Chemistry HW Help: Calculating H2 Gas Yield from Zn and HCl at 825mm Hg & 42*C

[regnar]

124.7mL of a 6.0M solution of HCl is placed in a container with 25.8 grams of zinc metal. at 825mm Hg and 42*C, what volume of H2 gas can be produced from this reaction?


PV=nRT; R=0.0821 L*atm/mols*K



I don't if this is right but I decided to convert 25.8g of Zn into moles and then used the coefficients of the reaction and got 0.395mols Zn. Now, I don't know where to go from there if that is right.

 

[danago]

You are given the quantities of two reactants, so you will need to figure out which is the limiting reagent. Unless the amounts of HCl and Zn have been specifically calculated to be in stoichiometric proportions, you will end up with some excess of one of the reactants. You should then use the quantity of the limiting reagent for further calculations.

 

[regnar]

Oh, I'm sorry I forgot to put the reaction:

2 HCl + Zn ==> ZnCl + H2

 

[danago]

Double check your formula for zinc chloride, should be ZnCl₂.

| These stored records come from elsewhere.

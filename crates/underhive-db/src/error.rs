//! Error types for the data layer.
//!
//! All errors are propagated via [`DbError`], which wraps the underlying
//! [`sqlx`] errors with context about which operation failed.

/// Errors that can occur in the data layer.
#[derive(Debug, thiserror::Error)]
pub enum DbError {
    /// A `PostgreSQL` operation failed.
    #[error("PostgreSQL error: {0}")]
    Postgres(#[from] sqlx::Error),

    /// A `PostgreSQL` migration failed.
    #[error("PostgreSQL migration error: {0}")]
    Migration(#[from] sqlx::migrate::MigrateError),

    /// A row was not found where one was required.
    #[error("row not found: {0}")]
    NotFound(String),

    /// A stored enum string did not map back to a known variant.
    #[error("unknown {column} value in database: {value}")]
    UnknownEnum {
        /// The column holding the value.
        column: &'static str,
        /// The unmappable value.
        value: String,
    },

    /// A configuration error.
    #[error("Configuration error: {0}")]
    Config(String),
}
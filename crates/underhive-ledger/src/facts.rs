//! Dirty-flag bookkeeping: deciding when cached totals can be trusted.
//!
//! Each roster is a two-state machine. `Fresh` means the cached fields
//! were produced by a persisting recompute or an unbroken run of applied
//! actions since one; `Dirty` means something happened that the
//! incremental path could not account for. Transitions:
//!
//! ```text
//! Fresh -> Dirty   mark_dirty (any event the propagation guard rejects)
//! Dirty -> Fresh   recompute_persist only
//! ```
//!
//! Application code reads totals exclusively through
//! [`facts_with_fallback`], which hides the choice between the cached
//! fast path and the full-tree walk.

use underhive_types::{EquipmentAssignment, Fighter, Roster, Totals};

use crate::recompute::recompute;
use crate::LedgerError;

/// Return the cached totals if they are trustworthy.
///
/// Trustworthy means the dirty flag is clear *and* the roster has ledger
/// history backing the caches. Returns `None` otherwise, signaling the
/// caller to fall back to a recompute.
pub const fn facts(roster: &Roster) -> Option<Totals> {
    if roster.dirty || roster.latest_action.is_none() {
        return None;
    }
    Some(roster.cached_totals())
}

/// Return trustworthy totals, recomputing when the caches cannot be used.
///
/// The single safe read API: always produces a result, trading a possible
/// full-tree walk for correctness. The fallback recompute does not
/// persist -- the roster stays dirty until something runs
/// [`recompute_persist`](crate::recompute_persist).
///
/// # Errors
///
/// Returns [`LedgerError::Overflow`] if the fallback recompute overflows.
pub fn facts_with_fallback(
    roster: &Roster,
    fighters: &[Fighter],
    assignments: &[EquipmentAssignment],
) -> Result<Totals, LedgerError> {
    if let Some(totals) = facts(roster) {
        return Ok(totals);
    }
    tracing::debug!(roster = %roster.id, "facts fallback: recomputing");
    recompute(roster, fighters, assignments)
}

/// Mark a roster's caches untrustworthy.
///
/// The `Fresh -> Dirty` transition. Called when a mutation bypasses the
/// propagation path (guard rejection handled out-of-band, bulk edits,
/// content updates touching base costs).
pub fn mark_dirty(roster: &mut Roster) {
    if !roster.dirty {
        tracing::debug!(roster = %roster.id, "marking roster dirty");
    }
    roster.dirty = true;
}

/// Compare cached totals against a fresh recompute.
///
/// Diagnostics only -- never on a hot path. Returns `true` when the two
/// subsystems agree. A `false` here means drift crept in between the
/// incremental and the pull path and the roster needs a resync.
///
/// # Errors
///
/// Returns [`LedgerError::Overflow`] if the recompute overflows.
pub fn debug_consistency_check(
    roster: &Roster,
    fighters: &[Fighter],
    assignments: &[EquipmentAssignment],
) -> Result<bool, LedgerError> {
    let fresh = recompute(roster, fighters, assignments)?;
    let cached = roster.cached_totals();
    let consistent = fresh == cached;
    if !consistent {
        tracing::warn!(
            roster = %roster.id,
            cached_rating = cached.rating,
            fresh_rating = fresh.rating,
            cached_stash = cached.stash,
            fresh_stash = fresh.stash,
            "cached totals drifted from recompute"
        );
    }
    Ok(consistent)
}
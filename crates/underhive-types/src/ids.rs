//! Type-safe identifier wrappers around [`Uuid`].
//!
//! Every entity in the roster engine has a strongly-typed ID to prevent
//! accidental mixing of identifiers at compile time. All IDs use UUID v7
//! (time-ordered) so the append-only `actions` table stays naturally
//! ordered under its primary-key index.

use serde::{Deserialize, Serialize};
use uuid::Uuid;

/// Generates a newtype wrapper around [`Uuid`] with standard derives.
macro_rules! define_id {
    (
        $(#[$meta:meta])*
        $name:ident
    ) => {
        $(#[$meta])*
        #[derive(Debug, Clone, Copy, PartialEq, Eq, PartialOrd, Ord, Hash, Serialize, Deserialize)]
        pub struct $name(pub Uuid);

        impl $name {
            /// Create a new identifier using UUID v7 (time-ordered).
            pub fn new() -> Self {
                Self(Uuid::now_v7())
            }

            /// Return the inner [`Uuid`] value.
            pub const fn into_inner(self) -> Uuid {
                self.0
            }
        }

        impl Default for $name {
            fn default() -> Self {
                Self::new()
            }
        }

        impl core::fmt::Display for $name {
            fn fmt(&self, f: &mut core::fmt::Formatter<'_>) -> core::fmt::Result {
                write!(f, "{}", self.0)
            }
        }

        impl From<Uuid> for $name {
            fn from(id: Uuid) -> Self {
                Self(id)
            }
        }

        impl From<$name> for Uuid {
            fn from(id: $name) -> Self {
                id.0
            }
        }
    };
}

define_id! {
    /// Unique identifier for a roster (a user's gang).
    RosterId
}

define_id! {
    /// Unique identifier for a fighter on a roster.
    FighterId
}

define_id! {
    /// Unique identifier for an equipment assignment on a fighter.
    AssignmentId
}

define_id! {
    /// Unique identifier for a piece of equipment in the content catalog.
    EquipmentId
}

define_id! {
    /// Unique identifier for an action (ledger entry).
    ActionId
}

define_id! {
    /// Unique identifier for a campaign.
    CampaignId
}

define_id! {
    /// Unique identifier for the acting user, for audit attribution.
    UserId
}

#[cfg(test)]
mod tests {
    use super::*;

    #[test]
    fn ids_are_distinct_types() {
        let roster = RosterId::new();
        let fighter = FighterId::new();
        // These are different types -- the compiler enforces no mixing.
        assert_ne!(roster.into_inner(), Uuid::nil());
        assert_ne!(fighter.into_inner(), Uuid::nil());
    }

    #[test]
    fn id_roundtrip_serde() {
        let original = ActionId::new();
        let json = serde_json::to_string(&original).ok();
        assert!(json.is_some());
        let restored: Result<ActionId, _> =
            serde_json::from_str(json.as_deref().unwrap_or(""));
        assert!(restored.is_ok());
    }

    #[test]
    fn id_display_matches_uuid() {
        let id = RosterId::new();
        assert_eq!(id.to_string(), id.into_inner().to_string());
    }

    #[test]
    fn v7_ids_are_time_ordered() {
        let first = ActionId::new();
        let second = ActionId::new();
        assert!(first <= second);
    }
}
//! Persistence for the append-only `actions` ledger table.
//!
//! Actions are inserted in batches and never updated or deleted -- no
//! UPDATE or DELETE statement for this table exists anywhere in the crate.
//! Rows are keyed by UUID v7 action ids, so primary-key order is
//! insertion order and the audit trail reads back in sequence.

use sqlx::{PgConnection, PgPool};
use uuid::Uuid;

use underhive_types::{Action, ActionKind, AssignmentId, FighterId, RosterId, Subject};

use crate::error::DbError;

/// Default batch size for action inserts.
const DEFAULT_BATCH_SIZE: usize = 100;

/// Operations on the `actions` table.
pub struct ActionStore<'a> {
    pool: &'a PgPool,
    batch_size: usize,
}

impl<'a> ActionStore<'a> {
    /// Create a new action store bound to a connection pool.
    pub const fn new(pool: &'a PgPool) -> Self {
        Self {
            pool,
            batch_size: DEFAULT_BATCH_SIZE,
        }
    }

    /// Set the batch size for inserts.
    #[must_use]
    pub const fn with_batch_size(mut self, size: usize) -> Self {
        self.batch_size = size;
        self
    }

    /// Batch-insert actions into the `actions` table.
    ///
    /// Entries are inserted using multi-row UNNEST for efficiency; each
    /// batch is wrapped in a transaction. For inserts that must commit
    /// together with roster cache updates, use
    /// [`apply_atomic`](crate::apply_atomic) instead.
    ///
    /// # Errors
    ///
    /// Returns [`DbError::Postgres`] if the insert fails.
    pub async fn batch_insert(&self, actions: &[Action]) -> Result<(), DbError> {
        if actions.is_empty() {
            return Ok(());
        }

        for chunk in actions.chunks(self.batch_size) {
            let mut tx = self.pool.begin().await?;
            insert_chunk(&mut *tx, chunk).await?;
            tx.commit().await?;
        }

        tracing::debug!(count = actions.len(), "Inserted actions (batch UNNEST)");
        Ok(())
    }

    /// Query all actions for a roster, in ledger order.
    ///
    /// # Errors
    ///
    /// Returns [`DbError::Postgres`] if the query fails.
    pub async fn by_roster(&self, roster: RosterId) -> Result<Vec<ActionRow>, DbError> {
        let rows = sqlx::query_as::<_, ActionRow>(
            r"SELECT id, roster_id, kind::TEXT as kind, rating_delta, stash_delta, credits_delta, rating_before, stash_before, credits_before, subject_kind::TEXT as subject_kind, subject_id, description, is_applied, campaign_action_id, user_id, created_at
              FROM actions
              WHERE roster_id = $1
              ORDER BY id",
        )
        .bind(roster.into_inner())
        .fetch_all(self.pool)
        .await?;

        Ok(rows)
    }

    /// Query all actions about a given subject, in ledger order.
    ///
    /// # Errors
    ///
    /// Returns [`DbError::Postgres`] if the query fails.
    pub async fn by_subject(&self, subject: Subject) -> Result<Vec<ActionRow>, DbError> {
        let (kind, id) = subject_to_db(subject);
        let rows = sqlx::query_as::<_, ActionRow>(
            r"SELECT id, roster_id, kind::TEXT as kind, rating_delta, stash_delta, credits_delta, rating_before, stash_before, credits_before, subject_kind::TEXT as subject_kind, subject_id, description, is_applied, campaign_action_id, user_id, created_at
              FROM actions
              WHERE subject_kind = $1::subject_kind AND subject_id = $2
              ORDER BY id",
        )
        .bind(kind)
        .bind(id)
        .fetch_all(self.pool)
        .await?;

        Ok(rows)
    }
}

/// Insert one chunk of actions on an open connection.
///
/// Shared between [`ActionStore::batch_insert`] and the atomic apply,
/// which must insert inside a caller-owned transaction.
pub(crate) async fn insert_chunk(
    conn: &mut PgConnection,
    chunk: &[Action],
) -> Result<(), DbError> {
    let len = chunk.len();
    let mut ids = Vec::with_capacity(len);
    let mut roster_ids = Vec::with_capacity(len);
    let mut kinds = Vec::with_capacity(len);
    let mut rating_deltas = Vec::with_capacity(len);
    let mut stash_deltas = Vec::with_capacity(len);
    let mut credits_deltas = Vec::with_capacity(len);
    let mut rating_befores = Vec::with_capacity(len);
    let mut stash_befores = Vec::with_capacity(len);
    let mut credits_befores = Vec::with_capacity(len);
    let mut subject_kinds: Vec<Option<String>> = Vec::with_capacity(len);
    let mut subject_ids: Vec<Option<Uuid>> = Vec::with_capacity(len);
    let mut descriptions = Vec::with_capacity(len);
    let mut applied_flags = Vec::with_capacity(len);
    let mut campaign_action_ids: Vec<Option<Uuid>> = Vec::with_capacity(len);
    let mut user_ids = Vec::with_capacity(len);
    let mut timestamps = Vec::with_capacity(len);

    for action in chunk {
        ids.push(action.id.into_inner());
        roster_ids.push(action.roster.into_inner());
        kinds.push(kind_to_db(action.kind).to_owned());
        rating_deltas.push(action.rating_delta);
        stash_deltas.push(action.stash_delta);
        credits_deltas.push(action.credits_delta);
        rating_befores.push(action.rating_before);
        stash_befores.push(action.stash_before);
        credits_befores.push(action.credits_before);
        let (subject_kind, subject_id) = match action.subject {
            Some(subject) => {
                let (kind, id) = subject_to_db(subject);
                (Some(kind.to_owned()), Some(id))
            }
            None => (None, None),
        };
        subject_kinds.push(subject_kind);
        subject_ids.push(subject_id);
        descriptions.push(action.description.clone());
        applied_flags.push(action.is_applied);
        campaign_action_ids.push(action.campaign_action);
        user_ids.push(action.user.into_inner());
        timestamps.push(action.created_at);
    }

    sqlx::query(
        r"INSERT INTO actions (id, roster_id, kind, rating_delta, stash_delta, credits_delta, rating_before, stash_before, credits_before, subject_kind, subject_id, description, is_applied, campaign_action_id, user_id, created_at)
          SELECT * FROM UNNEST($1::UUID[], $2::UUID[], $3::action_kind[], $4::BIGINT[], $5::BIGINT[], $6::BIGINT[], $7::BIGINT[], $8::BIGINT[], $9::BIGINT[], $10::subject_kind[], $11::UUID[], $12::TEXT[], $13::BOOLEAN[], $14::UUID[], $15::UUID[], $16::TIMESTAMPTZ[])",
    )
    .bind(&ids)
    .bind(&roster_ids)
    .bind(&kinds)
    .bind(&rating_deltas)
    .bind(&stash_deltas)
    .bind(&credits_deltas)
    .bind(&rating_befores)
    .bind(&stash_befores)
    .bind(&credits_befores)
    .bind(&subject_kinds)
    .bind(&subject_ids)
    .bind(&descriptions)
    .bind(&applied_flags)
    .bind(&campaign_action_ids)
    .bind(&user_ids)
    .bind(&timestamps)
    .execute(conn)
    .await?;

    Ok(())
}

/// A row from the `actions` table.
#[derive(Debug, Clone, sqlx::FromRow)]
pub struct ActionRow {
    /// Action UUID.
    pub id: Uuid,
    /// Owning roster UUID.
    pub roster_id: Uuid,
    /// Action kind as a string (cast from the `PostgreSQL` enum).
    pub kind: String,
    /// Signed change to the rating.
    pub rating_delta: i64,
    /// Signed change to the stash value.
    pub stash_delta: i64,
    /// Signed change to the credit balance.
    pub credits_delta: i64,
    /// Rating before the change.
    pub rating_before: i64,
    /// Stash value before the change.
    pub stash_before: i64,
    /// Credit balance before the change.
    pub credits_before: i64,
    /// Subject kind as a string, when a subject is recorded.
    pub subject_kind: Option<String>,
    /// Subject UUID.
    pub subject_id: Option<Uuid>,
    /// Free-text audit description.
    pub description: String,
    /// Whether the delta was applied to the roster caches.
    pub is_applied: bool,
    /// Campaign-level action link.
    pub campaign_action_id: Option<Uuid>,
    /// Acting user UUID.
    pub user_id: Uuid,
    /// Real-world timestamp.
    pub created_at: chrono::DateTime<chrono::Utc>,
}

impl ActionRow {
    /// Convert the row back into a domain [`Action`].
    ///
    /// # Errors
    ///
    /// Returns [`DbError::UnknownEnum`] if a stored enum string does not
    /// map to a known variant.
    pub fn into_action(self) -> Result<Action, DbError> {
        let kind = kind_from_db(&self.kind)?;
        let subject = match (self.subject_kind.as_deref(), self.subject_id) {
            (Some(kind), Some(id)) => Some(subject_from_db(kind, id)?),
            _ => None,
        };
        Ok(Action {
            id: self.id.into(),
            roster: self.roster_id.into(),
            kind,
            rating_delta: self.rating_delta,
            stash_delta: self.stash_delta,
            credits_delta: self.credits_delta,
            rating_before: self.rating_before,
            stash_before: self.stash_before,
            credits_before: self.credits_before,
            subject,
            description: self.description,
            is_applied: self.is_applied,
            campaign_action: self.campaign_action_id,
            user: self.user_id.into(),
            created_at: self.created_at,
        })
    }
}

/// Convert an [`ActionKind`] to its `PostgreSQL` enum string.
pub(crate) const fn kind_to_db(kind: ActionKind) -> &'static str {
    match kind {
        ActionKind::HireFighter => "hire_fighter",
        ActionKind::CloneFighter => "clone_fighter",
        ActionKind::UpdateFighter => "update_fighter",
        ActionKind::CaptureFighter => "capture_fighter",
        ActionKind::ReturnFighter => "return_fighter",
        ActionKind::SellFighter => "sell_fighter",
        ActionKind::AddAssignment => "add_assignment",
        ActionKind::RemoveAssignment => "remove_assignment",
        ActionKind::UpdateAssignment => "update_assignment",
        ActionKind::ReassignEquipment => "reassign_equipment",
        ActionKind::SellEquipment => "sell_equipment",
        ActionKind::ApplyAdvancement => "apply_advancement",
        ActionKind::CampaignBudget => "campaign_budget",
        ActionKind::Resync => "resync",
    }
}

/// Convert a stored enum string back to an [`ActionKind`].
fn kind_from_db(value: &str) -> Result<ActionKind, DbError> {
    match value {
        "hire_fighter" => Ok(ActionKind::HireFighter),
        "clone_fighter" => Ok(ActionKind::CloneFighter),
        "update_fighter" => Ok(ActionKind::UpdateFighter),
        "capture_fighter" => Ok(ActionKind::CaptureFighter),
        "return_fighter" => Ok(ActionKind::ReturnFighter),
        "sell_fighter" => Ok(ActionKind::SellFighter),
        "add_assignment" => Ok(ActionKind::AddAssignment),
        "remove_assignment" => Ok(ActionKind::RemoveAssignment),
        "update_assignment" => Ok(ActionKind::UpdateAssignment),
        "reassign_equipment" => Ok(ActionKind::ReassignEquipment),
        "sell_equipment" => Ok(ActionKind::SellEquipment),
        "apply_advancement" => Ok(ActionKind::ApplyAdvancement),
        "campaign_budget" => Ok(ActionKind::CampaignBudget),
        "resync" => Ok(ActionKind::Resync),
        other => Err(DbError::UnknownEnum {
            column: "kind",
            value: other.to_owned(),
        }),
    }
}

/// Split a [`Subject`] into its `PostgreSQL` enum string and UUID.
const fn subject_to_db(subject: Subject) -> (&'static str, Uuid) {
    match subject {
        Subject::Fighter(id) => ("fighter", id.into_inner()),
        Subject::Assignment(id) => ("assignment", id.into_inner()),
    }
}

/// Rebuild a [`Subject`] from its stored parts.
fn subject_from_db(kind: &str, id: Uuid) -> Result<Subject, DbError> {
    match kind {
        "fighter" => Ok(Subject::Fighter(FighterId::from(id))),
        "assignment" => Ok(Subject::Assignment(AssignmentId::from(id))),
        other => Err(DbError::UnknownEnum {
            column: "subject_kind",
            value: other.to_owned(),
        }),
    }
}

#[cfg(test)]
mod tests {
    use super::*;

    #[test]
    fn kind_mapping_roundtrips() {
        let kinds = [
            ActionKind::HireFighter,
            ActionKind::CloneFighter,
            ActionKind::UpdateFighter,
            ActionKind::CaptureFighter,
            ActionKind::ReturnFighter,
            ActionKind::SellFighter,
            ActionKind::AddAssignment,
            ActionKind::RemoveAssignment,
            ActionKind::UpdateAssignment,
            ActionKind::ReassignEquipment,
            ActionKind::SellEquipment,
            ActionKind::ApplyAdvancement,
            ActionKind::CampaignBudget,
            ActionKind::Resync,
        ];
        for kind in kinds {
            assert_eq!(kind_from_db(kind_to_db(kind)).ok(), Some(kind));
        }
    }

    #[test]
    fn unknown_kind_is_an_error() {
        assert!(matches!(
            kind_from_db("bribe_the_arbitrator").err(),
            Some(DbError::UnknownEnum { column: "kind", .. })
        ));
    }

    #[test]
    fn subject_mapping_roundtrips() {
        let fighter = Subject::Fighter(FighterId::new());
        let (kind, id) = subject_to_db(fighter);
        assert_eq!(subject_from_db(kind, id).ok(), Some(fighter));

        let assignment = Subject::Assignment(AssignmentId::new());
        let (kind, id) = subject_to_db(assignment);
        assert_eq!(subject_from_db(kind, id).ok(), Some(assignment));
    }
}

With the equation, can you work out the limiting reagent? Calculate the number of moles of both Zn and HCl and then compare their ratio to the ratios indicated by the equation i.e. 2:1. Which one will be in excess?

 

[regnar]

I found HCl to be in excess and Zinc to be the limiting reagent.

 

[danago]

How did you come to that conclusion?

n(Zn) = 25.8 / 65.4 = 0.394 moles
n(HCl) = 0.1247*6 = 0.748 moles

According to the balanced equation, the number of moles of HCl required is double the number of moles of Zn. If all of the Zn did react, then it would require 2*0.394=0.789 moles of HCl, but there isn't that much present i.e. HCl is the limiting reagent.

 

[regnar]

Oh, I thought because that Zinc had the least amount of moles therefore making it the limiting reagent, but your reasoning makes perfect sense. Now that we have the limiting reagent, where do we go from there? I was told that have to use PV=nRT and work our way to liters of H2.

 

[danago]

Yes it is very important that you use the balanced equation to work out the LR, it will not always simply be the species present in the lowest quantities.

You are correct in suggesting the use of PV=nRT. Given that we now know that 0.748 moles of HCl will react, you can use the chemical equation to find the number of moles of H₂ produced and hence its volume under the specified conditions (using the ideal gas equation).

 

[regnar]

So, I find the moles of H2 and then plug that in for "n" in the equation and solve for V and that should be my answer?

 

[danago]

So, I find the moles of H2 and then plug that in for "n" in the equation and solve for V and that should be my answer?

Yep, pretty much. Be careful with units though; have a look at the units for the ideal gas constant, R, and then decide what units the pressure and volume should be in.

 

[regnar]

Yes, thank you. I converted everything to proper units before I did anything. Thank you for your help.